Our clients want to speak to technology and do things in real time. Aura makes this possible, claimed Alonso. Aura listens, learns and allows you to interact just by speaking with the web to make the most of what they call your personal data space. In a live demo, Chema Alonso interacted with Aura using a Microsoft HoloLens and then interacted directly with his smartphone. Aura allows you to manage your digital experience via cognitive intelligence.

From a different vantage point, last year Amazon announced the forthcoming opening of a new research and development centre (R&D) based on machine learning in Barcelona, where it expects to hire more than 100 engineers and scientists when it opens in 2018.

Barcelona is no stranger to this industry, and the list of emerging companies from the Barcelona & Catalonia Startup Hub led by ACCIÓ is beginning to include projects associated with artificial intelligence and machine learning. The platform currently has information on 1,230 start-ups, 58 of them classified as artificial intelligence.

We should note that these companies’ target is primarily business-to-business, and approximately 10% of them, Kernel Analytics, Squirro, Gestoos, Nektria, Rocketroi, Transmural Biotech and Restb, have received investments of over one million euros.

WHAT DOES THE FUTURE HOLD?

“Thinking that the new technologies are going to ruin the economy is almost as outdated as the Industrial Revolution”, said Seth Benzell last week speaking to the audience at the American Consulate of Barcelona. Seth Benzell holds a PhD in Economics from Boston University and is a postdoctoral fellow at the MIT initiative on the digital economy.

Artificial intelligence will change the nature of labour relationships: people will be hired to solve problems, but lifelong jobs are fated to disappear

The strength of his argument opens a debate beyond the opportunities that artificial intelligence will offer us. How will we overcome the conflicts of interest that will face workers who have to implement projects that could simultaneously destroy their jobs? The added value of the human component has to be reconsidered. There is no doubt that artificial intelligence will make us interact with technology differently.

And these reflections are particularly relevant to the labour market.

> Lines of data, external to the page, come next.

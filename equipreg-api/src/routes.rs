//! API route configuration.

use std::sync::Arc;

use axum::{
    routing::{get, post},
    Router,
};

use crate::handlers;
use crate::state::AppState;

/// Creates the API router with all routes configured.
pub fn create_router(state: Arc<AppState>) -> Router {
    Router::new()
        // Health check
        .route("/health", get(handlers::health_check))

        // Registry
        .route("/api/v1/equipment", post(handlers::register_equipment))
        .route("/api/v1/equipment/events", get(handlers::stream_events))
        .route("/api/v1/equipment/:id", get(handlers::get_equipment))

        .with_state(state)
}
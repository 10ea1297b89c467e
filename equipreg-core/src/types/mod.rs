//! Domain types for EQUIPREG.
//!
//! - [`Principal`]: Opaque identity of the party performing a registration
//! - [`EquipmentRecord`]: The stored, write-once entry for one id
//! - [`EquipmentDetails`]: Snapshot returned by a lookup
//! - [`RegistrationEvent`]: Notification published once per successful registration

mod principal;
mod equipment;
mod event;

pub use principal::*;
pub use equipment::*;
pub use event::*;
//! # EQUIPREG Registry
//!
//! Equipment registration and lookup for the EQUIPREG registry.
//!
//! This crate provides multiple storage backends:
//!
//! - **Memory**: Concurrent in-memory storage for development, testing and embedding
//! - **File**: Append-only journal on disk for single-node deployments
//!
//! Both publish a [`RegistrationEvent`](equipreg_core::RegistrationEvent) per
//! successful registration to an optional [`EventSink`](equipreg_core::EventSink),
//! typically an [`EventBus`].
//!
//! ## Example
//!
//! ```rust,ignore
//! use equipreg_registry::{EventBus, MemoryRegistry, Registry};
//!
//! let events = EventBus::new();
//! let registry = MemoryRegistry::with_sink(Arc::new(events.clone()));
//! let mut rx = events.subscribe();
//!
//! registry.register(1, "Drill".into(), "QmAbc123".into(), caller).await?;
//! let details = registry.get_details(1).await?;
//! ```

#![forbid(unsafe_code)]
#![warn(missing_docs, rust_2018_idioms)]

mod events;
mod file;
mod memory;

pub use events::EventBus;
pub use file::{read_journal, FileRegistry};
pub use memory::MemoryRegistry;

// Re-export the trait from core
pub use equipreg_core::traits::EquipmentRegistry as Registry;
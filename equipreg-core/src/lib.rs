//! # EQUIPREG Core
//!
//! Core types, errors, and traits for the EQUIPREG equipment registry.
//!
//! This crate provides the foundational building blocks used by all other EQUIPREG crates:
//!
//! - **Types**: Equipment records, lookup snapshots, principals, and registration events
//! - **Errors**: The two domain errors plus infrastructure failures
//! - **Constants**: Journal format and server defaults
//! - **Traits**: The registry contract and the event sink seam
//!
//! ## Example
//!
//! ```rust
//! use equipreg_core::{Principal, RegistrationEvent};
//!
//! let registrant = Principal::new("0xA11CE").unwrap();
//! let event = RegistrationEvent::new(1, 7, "Drill", registrant, "QmAbc123");
//! let json = serde_json::to_string(&event).unwrap();
//! assert!(json.contains("\"document_ref\":\"QmAbc123\""));
//! ```

#![forbid(unsafe_code)]
#![warn(missing_docs, rust_2018_idioms, clippy::all)]

pub mod constants;
pub mod error;
pub mod traits;
pub mod types;

// Re-export commonly used items at crate root
pub use constants::*;
pub use error::{EquipmentError, Result};
pub use traits::*;
pub use types::*;
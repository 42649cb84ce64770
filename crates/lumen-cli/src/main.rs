//! Lumen CLI
//!
//! Command-line front end for the Lumen parser: parse files, dump trees,
//! and report diagnostics.

use std::path::{Path, PathBuf};
use std::process::ExitCode;

use anyhow::Context;
use clap::{Parser, Subcommand};
use lumen_syntax::{ParseOptions, ast, init_tracing, parse_compilation_unit};

#[derive(Parser)]
#[command(name = "lumen")]
#[command(about = "Parse Lumen source files and report syntax diagnostics")]
#[command(version = lumen_syntax::VERSION)]
struct Cli {
    #[command(subcommand)]
    command: Commands,

    /// Emit machine-readable JSON instead of text
    #[arg(long, global = true)]
    json: bool,

    /// Verbose output (repeat for more detail)
    #[arg(short, long, global = true, action = clap::ArgAction::Count)]
    verbose: u8,

    /// Recognize `#:` ignored-metadata directives
    #[arg(long, global = true)]
    allow_ignored_directives: bool,
}

#[derive(Subcommand)]
enum Commands {
    /// Parse a file and print its syntax tree
    Parse {
        /// Path to a Lumen source file
        file: PathBuf,
    },
    /// Parse a file and report only its diagnostics
    Check {
        /// Path to a Lumen source file
        file: PathBuf,
    },
}

fn main() -> ExitCode {
    let cli = Cli::parse();
    if cli.verbose > 0 {
        let level = match cli.verbose {
            1 => "lumen=debug",
            _ => "lumen=trace",
        };
        unsafe {
            std::env::set_var("RUST_LOG", level);
        }
    }
    init_tracing();
    match run(&cli) {
        Ok(clean) => {
            if clean {
                ExitCode::SUCCESS
            } else {
                ExitCode::FAILURE
            }
        }
        Err(err) => {
            eprintln!("error: {err:#}");
            ExitCode::FAILURE
        }
    }
}

fn run(cli: &Cli) -> anyhow::Result<bool> {
    let options = ParseOptions {
        allow_ignored_directives: cli.allow_ignored_directives,
    };
    match &cli.command {
        Commands::Parse { file } => {
            let (source, parse) = parse_file(file, &options)?;
            if cli.json {
                print_json(file, &source, &parse)?;
            } else {
                print!("{}", ast::debug_dump(&parse.syntax()));
                print_text_diagnostics(file, &source, &parse);
            }
            Ok(!parse.has_errors())
        }
        Commands::Check { file } => {
            let (source, parse) = parse_file(file, &options)?;
            if cli.json {
                print_json(file, &source, &parse)?;
            } else {
                print_text_diagnostics(file, &source, &parse);
                if !parse.has_errors() {
                    println!("{}: no syntax errors", file.display());
                }
            }
            Ok(!parse.has_errors())
        }
    }
}

fn parse_file(
    file: &Path,
    options: &ParseOptions,
) -> anyhow::Result<(String, lumen_syntax::Parse)> {
    let source = std::fs::read_to_string(file)
        .with_context(|| format!("failed to read {}", file.display()))?;
    let parse = parse_compilation_unit(&source, options)
        .with_context(|| format!("failed to parse {}", file.display()))?;
    tracing::debug!(
        file = %file.display(),
        diagnostics = parse.diagnostics().len(),
        "parsed"
    );
    Ok((source, parse))
}

fn print_text_diagnostics(file: &Path, source: &str, parse: &lumen_syntax::Parse) {
    for diagnostic in parse.diagnostics() {
        let (line, column) = line_column(source, diagnostic.start);
        eprintln!(
            "{}:{line}:{column}: error: {}",
            file.display(),
            diagnostic.message()
        );
    }
}

fn print_json(file: &Path, source: &str, parse: &lumen_syntax::Parse) -> anyhow::Result<()> {
    let diagnostics: Vec<serde_json::Value> = parse
        .diagnostics()
        .iter()
        .map(|d| {
            let (line, column) = line_column(source, d.start);
            serde_json::json!({
                "code": d.code,
                "message": d.message(),
                "start": d.start,
                "length": d.length,
                "line": line,
                "column": column,
            })
        })
        .collect();
    let report = serde_json::json!({
        "file": file.display().to_string(),
        "diagnostics": diagnostics,
    });
    println!("{}", serde_json::to_string_pretty(&report)?);
    Ok(())
}

/// 1-based line and column for a byte offset. Columns count bytes; good
/// enough for terminal output.
fn line_column(source: &str, offset: u32) -> (usize, usize) {
    let offset = (offset as usize).min(source.len());
    let before = &source[..offset];
    let line = before.bytes().filter(|&b| b == b'\n').count() + 1;
    let column = before
        .rfind('\n')
        .map(|nl| offset - nl)
        .unwrap_or(offset + 1);
    (line, column)
}

#[cfg(test)]
mod tests {
    use super::*;

    #[test]
    fn line_column_counts_from_one() {
        let src = "ab\ncd";
        assert_eq!(line_column(src, 0), (1, 1));
        assert_eq!(line_column(src, 2), (1, 3));
        assert_eq!(line_column(src, 3), (2, 1));
        assert_eq!(line_column(src, 4), (2, 2));
    }
}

Artificial intelligence will change the nature of labour relationships: people will be hired to solve problems, but lifelong jobs are fated to disappear.

In his conclusions, Benzell suggests that in the not-too-distant future, there will be two apparently unrelated areas of major job growth: one for people with the technical knowledge to implement and manage the new technologies, and the other for people with the interpersonal and humanistic skills that cannot be automated.